4 years out, not in a good place - need deep tissue massage but can't find support - Help

Hi. The NHS is pretty bad at this now. Can you contact your CNS and ask if there is a dedicated late effects clinic near you. I do know of some elsewhere so maybe there is one down your way. Best of luck. 

Hi Suziewoos If you contact your cancer nurse she will put you on to chant which I am sure you have heard before. They will give you the correct exercises to do , What type of neck dissection did you have ?

Hi Susie You won't have to pay as you are still within the 5 years is my understanding 

Hi, Thanks for your reply. 'm under Guys, London   They give 2 years therapies and one of those I missed out due to Covid.  I do understand the whole system is overloaded  but there should be something for us head and neck survivors as we have late and permanent side affects

HI,  That's a really good idea thank you.
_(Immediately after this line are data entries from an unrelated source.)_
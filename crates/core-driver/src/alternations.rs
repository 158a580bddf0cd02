//! Alternation expansion and result coalescing.
//!
//! An alternation like `{{a|b}}` in a test input multiplexes the case into
//! one execution per value; multiple groups form the cross product. After
//! running, executions with equal results are merged back into groups so
//! the regenerated file stays compact.

use std::collections::BTreeMap;
use std::sync::LazyLock;

use regex::Regex;
use tracing::info;

use core_modes::{TestCaseMode, TestCaseModeSet, TestCaseOutputs};
use core_status::{Result, StatusError, ensure_internal};

use crate::result::{RunTestCaseResult, RunTestCaseWithModesResult};

/// Display name for an empty alternation value in group headers.
const EMPTY_ALTERNATION_NAME: &str = "<empty>";
/// Display name for an empty alternation value in result-type suffixes,
/// where `<`/`>` are not allowed.
const EMPTY_ALTERNATION_NAME_FOR_MODES: &str = "EMPTY";

/// Finds one alternation group. Non-greedy, and `.` does not cross
/// newlines, so the shortest `{{...}}` on a single line wins; a `{{` whose
/// `}}` is on another line stays literal.
static ALTERNATION_GROUP: LazyLock<Regex> =
    LazyLock::new(|| Regex::new(r"\{\{(.*?)\}\}").expect("alternation regex"));

/// Characters that cannot be stored in a result-type annotation.
static INVALID_ALTERNATION_NAME: LazyLock<Regex> =
    LazyLock::new(|| Regex::new(r"[\n{}<>]").expect("alternation name regex"));

/// Splits alternation group content on `|`. `\|` produces a literal pipe;
/// all other escape sequences pass through untouched.
fn split_alternation_values(content: &str) -> Vec<String> {
    let mut values = Vec::new();
    let mut current = String::new();
    let mut chars = content.chars();
    while let Some(c) = chars.next() {
        match c {
            '\\' => match chars.next() {
                Some('|') => current.push('|'),
                Some(other) => {
                    current.push('\\');
                    current.push(other);
                }
                None => current.push('\\'),
            },
            '|' => values.push(std::mem::take(&mut current)),
            other => current.push(other),
        }
    }
    values.push(current);
    values
}

fn break_into_alternations_impl(
    input: &str,
    selected_values: &str,
    out: &mut Vec<(String, String)>,
) {
    let Some(found) = ALTERNATION_GROUP.captures(input) else {
        out.push((selected_values.to_string(), input.to_string()));
        return;
    };
    let group = found.get(0).expect("group 0 always exists");
    let content = found.get(1).map_or("", |m| m.as_str());

    for value in split_alternation_values(content) {
        let mut substituted = String::with_capacity(input.len());
        substituted.push_str(&input[..group.start()]);
        substituted.push_str(&value);
        substituted.push_str(&input[group.end()..]);
        let selected = if selected_values.is_empty() {
            value
        } else {
            format!("{selected_values},{value}")
        };
        break_into_alternations_impl(&substituted, &selected, out);
    }
}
I will do that, thank you - although I recall there isn't one near me.  I do all the exercises they gave me but what works for me is deep pressure manipulation and muscle stretches.  I can't do it on myself as I can't raise my arms properly due to the surgery and also I don't have the strength to put the right pressure on that a physio does. 
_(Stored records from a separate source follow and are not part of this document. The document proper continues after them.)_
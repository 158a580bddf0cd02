//! Unified diff rendering on top of [`ReDiff`].

use crate::chunk::{ChunkKind, DiffChunk};
use crate::entry::{ProcessedEntry, default_score_matrix};
use crate::rediff::ReDiff;

const NO_NEWLINE_AT_EOF: &str = "\\ No newline at end of file";

/// Wraps added and deleted blocks in prefix/suffix strings, optionally
/// passing each line through an escaper first.
#[derive(Debug, Clone)]
pub struct UnifiedDiffColorizer {
    add_prefix: String,
    add_suffix: String,
    del_prefix: String,
    del_suffix: String,
    escaper: Option<fn(&str) -> String>,
}

impl UnifiedDiffColorizer {
    pub fn new(
        add_prefix: impl Into<String>,
        add_suffix: impl Into<String>,
        del_prefix: impl Into<String>,
        del_suffix: impl Into<String>,
        escaper: Option<fn(&str) -> String>,
    ) -> Self {
        Self {
            add_prefix: add_prefix.into(),
            add_suffix: add_suffix.into(),
            del_prefix: del_prefix.into(),
            del_suffix: del_suffix.into(),
            escaper,
        }
    }

    /// Standard colorizer using ANSI terminal escape codes: green
    /// additions, red deletions.
    pub fn ansi() -> &'static UnifiedDiffColorizer {
        static ANSI: std::sync::LazyLock<UnifiedDiffColorizer> = std::sync::LazyLock::new(|| {
            UnifiedDiffColorizer::new("\x1b[32m", "\x1b[0m", "\x1b[31m", "\x1b[0m", None)
        });
        &ANSI
    }

    pub fn add_prefix(&self) -> &str {
        &self.add_prefix
    }

    pub fn add_suffix(&self) -> &str {
        &self.add_suffix
    }

    pub fn del_prefix(&self) -> &str {
        &self.del_prefix
    }

    pub fn del_suffix(&self) -> &str {
        &self.del_suffix
    }
}

/// Options for [`unified_diff`].
#[derive(Debug, Clone, Default)]
pub struct UnifiedDiffOptions<'a> {
    context_size: Option<u32>,
    warn_missing_eof_newline: Option<bool>,
    colorizer: Option<&'a UnifiedDiffColorizer>,
}

impl<'a> UnifiedDiffOptions<'a> {
    pub fn new() -> Self {
        Self::default()
    }

    /// Context lines around each hunk; same meaning as `diff -u N`.
    /// Defaults to 3.
    pub fn set_context_size(mut self, context_size: u32) -> Self {
        self.context_size = Some(context_size);
        self
    }

    pub fn context_size(&self) -> u32 {
        self.context_size.unwrap_or(3)
    }

    /// Whether a missing final newline is flagged with the standard
    /// `\ No newline at end of file` marker. Defaults to true.
    pub fn set_warn_missing_eof_newline(mut self, warn: bool) -> Self {
        self.warn_missing_eof_newline = Some(warn);
        self
    }

    pub fn warn_missing_eof_newline(&self) -> bool {
        self.warn_missing_eof_newline.unwrap_or(true)
    }

    pub fn set_colorizer(mut self, colorizer: &'a UnifiedDiffColorizer) -> Self {
        self.colorizer = Some(colorizer);
        self
    }

    pub fn colorizer(&self) -> Option<&'a UnifiedDiffColorizer> {
        self.colorizer
    }
}

#[derive(Clone, Copy, PartialEq, Eq)]
enum LineType {
    Shared,
    Add,
    Delete,
}

impl LineType {
    fn prefix(self) -> &'static str {
        match self {
            LineType::Shared => " ",
            LineType::Add => "+",
            LineType::Delete => "-",
        }
    }
}

/// Prints `lines[from..to]` with the prefix for `line_type`, wrapping the
/// block in colorizer prefix/suffix when applicable and emitting the
/// missing-newline marker after the very last line of the side.
fn print(
    from: i32,
    to: i32,
    lines: &[ProcessedEntry<'_>],
    options: &UnifiedDiffOptions<'_>,
    line_type: LineType,
    out: &mut String,
) {
    // An empty range should not emit colorization either.
    let colorizer = if from >= to { None } else { options.colorizer() };

    let (prefix, suffix) = match (colorizer, line_type) {
        (Some(c), LineType::Add) => (Some(c.add_prefix()), Some(c.add_suffix())),
        (Some(c), LineType::Delete) => (Some(c.del_prefix()), Some(c.del_suffix())),
        _ => (None, None),
    };
    if let Some(prefix) = prefix {
        out.push_str(prefix);
    }

    for i in from..to {
        let entry = &lines[i as usize];
        let line = String::from_utf8_lossy(entry.data().unwrap_or(b""));
        out.push_str(line_type.prefix());
        match colorizer.and_then(|c| c.escaper) {
            Some(escaper) => out.push_str(&escaper(&line)),
            None => out.push_str(&line),
        }
        if i as usize == lines.len() - 1 && !line.ends_with('\n') {
            if options.warn_missing_eof_newline() {
                out.push('\n');
                out.push_str(NO_NEWLINE_AT_EOF);
                out.push('\n');
            } else {
                out.push('\n');
            }
        }
    }

    if let Some(suffix) = suffix {
        out.push_str(suffix);
    }
}

/// Clips `first_line..last_line` expanded by `context` to `0..parts` and
/// returns the 1-based `(start, length)` pair for the hunk header.
fn hunk_context(parts: i32, first_line: i32, last_line: i32, context: i32) -> (i32, i32) {
    let first_line = (first_line - context).max(0);
    let last_line = (last_line + context).min(parts);
    let length = last_line - first_line;
    if length > 0 { (first_line + 1, length) } else { (0, 0) }
}

fn format_line_numbers(start: i32, length: i32) -> String {
    if length == 1 {
        format!("{start}")
    } else {
        format!("{start},{length}")
    }
}

fn flush_hunk(
    hunk: &[DiffChunk],
    left: &[ProcessedEntry<'_>],
    right: &[ProcessedEntry<'_>],
    options: &UnifiedDiffOptions<'_>,
    out: &mut String,
) {
    let context = options.context_size() as i32;
    let (first, last) = (hunk[0], hunk[hunk.len() - 1]);
    let left_info = hunk_context(left.len() as i32, first.source_first, last.source_last, context);
    let right_info = hunk_context(right.len() as i32, first.first_line, last.last_line, context);
    out.push_str(&format!(
        "@@ -{} +{} @@\n",
        format_line_numbers(left_info.0, left_info.1),
        format_line_numbers(right_info.0, right_info.1)
    ));
    let mut prev_line = if left_info.0 > 0 { left_info.0 - 1 } else { 0 };
    for part in hunk {
        print(prev_line, part.source_first, left, options, LineType::Shared, out);
        print(
            part.source_first,
            part.source_last,
            left,
            options,
            LineType::Delete,
            out,
        );
        print(part.first_line, part.last_line, right, options, LineType::Add, out);
        prev_line = part.source_last;
    }
    print(
        prev_line,
        (left.len() as i32).min(prev_line + context),
        left,
        options,
        LineType::Shared,
        out,
    );
}

/// Returns the unified line-by-line diff between `left` and `right`, using
/// `left_name` and `right_name` in the `---`/`+++` headers. Returns the
/// empty string when the inputs are identical.
pub fn unified_diff(
    left: &str,
    right: &str,
    left_name: &str,
    right_name: &str,
    options: &UnifiedDiffOptions<'_>,
) -> String {
    if left.is_empty() && right.is_empty() {
        return String::new();
    }

    let matrix = default_score_matrix();
    let mut left_entries = Vec::new();
    ProcessedEntry::process_str(left, &mut left_entries, matrix);
    let mut right_entries = Vec::new();
    ProcessedEntry::process_str(right, &mut right_entries, matrix);

    let mut differ = ReDiff::new();
    for entry in &left_entries {
        differ.push_left(*entry);
    }
    for entry in &right_entries {
        differ.push_right(*entry);
    }
    differ.diff();
    let chunks = differ.chunks_to_vec();
    if chunks.len() == 1 && chunks[0].kind == ChunkKind::Unchanged {
        return String::new();
    }

    let mut out = String::new();
    out.push_str(&format!("--- {left_name}\n"));
    out.push_str(&format!("+++ {right_name}\n"));
    let mut prev = DiffChunk::default();
    let mut hunk: Vec<DiffChunk> = Vec::new();
    for c in &chunks {
        if c.kind == ChunkKind::Unchanged {
            // A long enough equal stretch ends the current hunk.
            if c.source_last - c.source_first > (options.context_size() as i32) * 2
                && !hunk.is_empty()
            {
                flush_hunk(&hunk, &left_entries, &right_entries, options, &mut out);
                hunk.clear();
            }
        } else {
            let mut part = *c;
            // Added and removed chunks carry no lines for the opposite
            // side; anchor them at the end of the previous chunk so the
            // empty half-open range lands in the right place.
            if part.kind == ChunkKind::Added {
                part.source_first = prev.source_last;
                part.source_last = prev.source_last;
            }
            if part.kind == ChunkKind::Removed {
                part.first_line = prev.last_line;
                part.last_line = prev.last_line;
            }
            hunk.push(part);
        }
        prev = *c;
    }
    if !hunk.is_empty() {
        flush_hunk(&hunk, &left_entries, &right_entries, options, &mut out);
    }
    out
}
Hi Susie There is places locally  to where you live  where the therapists go. I can vouch for that. What neck dissection did you have anyway ? 
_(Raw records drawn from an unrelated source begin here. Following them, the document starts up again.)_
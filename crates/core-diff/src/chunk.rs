//! Diff chunk representation.

use std::fmt;

/// Edit operation carried by a [`DiffChunk`]. The first four match the
/// opcodes produced by Python's `difflib.SequenceMatcher`; `Ignored` is
/// internal to the diff and never appears in final output.
#[derive(Debug, Clone, Copy, PartialEq, Eq, Default)]
pub enum ChunkKind {
    /// The source region equals the target region (same length guaranteed).
    #[default]
    Unchanged,
    /// Insert a copy of the target region at `source_first`; `source_last`
    /// is ignored.
    Added,
    /// Delete the source region; the target region is ignored.
    Removed,
    /// Replace the source region with the target region.
    Changed,
    Ignored,
}

impl ChunkKind {
    pub fn opcode(self) -> &'static str {
        match self {
            ChunkKind::Unchanged => "equal",
            ChunkKind::Added => "insert",
            ChunkKind::Removed => "delete",
            ChunkKind::Changed => "replace",
            ChunkKind::Ignored => "???",
        }
    }
}

impl fmt::Display for ChunkKind {
    fn fmt(&self, f: &mut fmt::Formatter<'_>) -> fmt::Result {
        f.write_str(self.opcode())
    }
}

/// One edit operation transforming source text A into target text B.
///
/// `source_first..source_last` is the region in A (left side),
/// `first_line..last_line` the region in B (right side); both are 0-based
/// line ranges. Inside the diff the ranges are inclusive of their
/// endpoints; [`crate::ReDiff::chunks_to_vec`] converts them to the
/// exclusive-end form for external consumption.
#[derive(Debug, Clone, Copy, PartialEq, Eq, Default)]
pub struct DiffChunk {
    pub source_first: i32,
    pub source_last: i32,
    pub first_line: i32,
    pub last_line: i32,
    pub kind: ChunkKind,
}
Hi Susie this might be stating the obvious but i could not eat as had base of tongue cancer. I found a blender with a few bananas and frozen blueberries and a carton of  oat milk worked a treat for a great breakfast , you can regulate the thickness to you swallow if that makes sense by changing milks and fruits etc 

I can't find any that don't charge the full rate. The place I was having the therapy has said they can't give me anymore as there are too many people waiting. I think my neck dissection is called 'Radical neck dissection'

Hi

Have you tried asking your GP for advice/signposting to a service which might be able to help? I'm thinking physio or are there any cancer charities in the area which can offer physical therapies that the GP might know about?

Sorry if you've already tried those.

Where I live there is reasonably quick access to physio via GP plus there are charities offering all sorts. However, I'm nowhere near London so provision could be very different...?

I hope you get some help soon, it sounds awful for you.